Marebito

marebito.jpeg
Dir. Takashi Shimizu
2004
Made in conjunction with one of Tokyo’s film school’s and starring Shinya Tsukamoto,
better known as a film director of Tetsuo: Iron Man, Marebito successfully marries Japanese grunginess with a particular brand of early 20th century Lovecraftian horror. It’s a relief to see that this was shot by the same director of (and at the same time as) the U.S. remake of The Grudge, and that Hollywood hasn’t gone to his head. Instead, this is a creepy, shot-on-several-kinds-of-video story.


Masuoka (Tsukamoto) is a freelance cameraman who captures a particularly gruesome suicide on camera. The victim’s last moments suggest a man overcome by fear. For Masuoka, who likes to hide behind his camera, he is attracted to being able to witness such terror in the flesh. Would it drive him mad, too? Of course, this is a question none of us may have ever encountered, but it sounds very familiar if you’ve read any Lovecraft, the “heroes” of such are always fulfilling a type of deathwish. The film even has a purplish voice-over–very H.P., that. Chiaki Konaka wrote the script based on his novel–Konaka wrote, among others, the anime Serial Experiments: Lain and Texhnolyze, which follow the same kind of mood.
So Masuoka descends into the tunnels under the Tokyo Subway and continues to go further and further down into the earth. This sequence is quite magical, with Masuoka meeting the suicide victim’s ghost, entering the “Mountains of Madness” (with a further name check to Richard Sharpe Shaver, who wrote about the hollow earth and the “Dero,” “Detrimental Robots” that torment those on the surface). He finds a young girl (Tomomi Miyashita), chained and naked, and returns with her to the surface.

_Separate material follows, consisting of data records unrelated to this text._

//! Parsing of the player's textual guess.

use core::str::FromStr;

use crate::error::ParseGuessError;

/// Which of two dealt cards the player claims is higher.
#[derive(Debug, Clone, Copy, PartialEq, Eq, Hash)]
pub enum Guess {
    /// The first card dealt.
    First,
    /// The second card dealt.
    Second,
}

impl Guess {
    /// Returns the hand position the guess refers to.
    #[must_use]
    pub const fn index(self) -> usize {
        match self {
            Self::First => 0,
            Self::Second => 1,
        }
    }
}

/// Accepts `first` or `second` in any case.
impl FromStr for Guess {
    type Err = ParseGuessError;

    fn from_str(s: &str) -> Result<Self, Self::Err> {
        let s = s.trim();
        if s.is_empty() {
            Err(ParseGuessError::Empty)
        } else if s.eq_ignore_ascii_case("first") {
            Ok(Self::First)
        } else if s.eq_ignore_ascii_case("second") {
            Ok(Self::Second)
        } else {
            Err(ParseGuessError::Invalid)
        }
    }
}
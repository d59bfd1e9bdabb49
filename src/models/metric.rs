use serde::{Deserialize, Serialize};

// ---------------------------------------------------------------------------
// DerivedMetric — A financial record annotated with its YoY change
// ---------------------------------------------------------------------------

/// Computed per derivation call and never persisted.
#[derive(Debug, Clone, PartialEq, Serialize, Deserialize)]
pub struct DerivedMetric {
    pub club_id: i64,
    pub year: i32,
    pub revenue: f64,
    pub ebitda: f64,
    pub wages: Option<f64>,
    pub yoy_change: Option<f64>,
    pub yoy_percentage: Option<f64>,
}

// ---------------------------------------------------------------------------
// ClubSummary — One row of the dashboard overview table
// ---------------------------------------------------------------------------

#[derive(Debug, Clone, PartialEq, Serialize, Deserialize)]
pub struct ClubSummary {
    pub club_id: i64,
    pub club_name: String,
    pub currency: String,
    pub seasons: usize,
    pub latest_year: Option<i32>,
    pub latest_revenue: Option<f64>,
    pub latest_yoy_percentage: Option<f64>,
    pub cagr: Option<f64>,
}

// ---------------------------------------------------------------------------
// Answer — A resolved revenue question
// ---------------------------------------------------------------------------

#[derive(Debug, Clone, PartialEq, Serialize, Deserialize)]
pub struct Answer {
    pub club: String,
    pub year: i32,
    pub currency: String,
    /// Revenue converted into `currency`.
    pub revenue: f64,
    pub yoy_percentage: Option<f64>,
    pub text: String,
}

But the glassy eyed girl has an appetite for blood, and soon Masuoka begins to indulge her. The second half may lose the solipsistic dementia of the first, but it still maintains that despairing mood particular to (some) Japanese horror, full of cramped, befouled apartment, alienating city life, a total absence of any moral code.
With the girl in his possession, mysterious strangers begin to follow Masuoka. One is a heavyset man with a deep voice who comes from the underworld. The other is a woman claiming that the girl is actually their daughter. Marebito offers levels of reality, but as we are stuck inside the man’s head, no one way is chosen. The ending is as ambiguous as it is unnerving.
By the way, Chiaki Konaka has a website.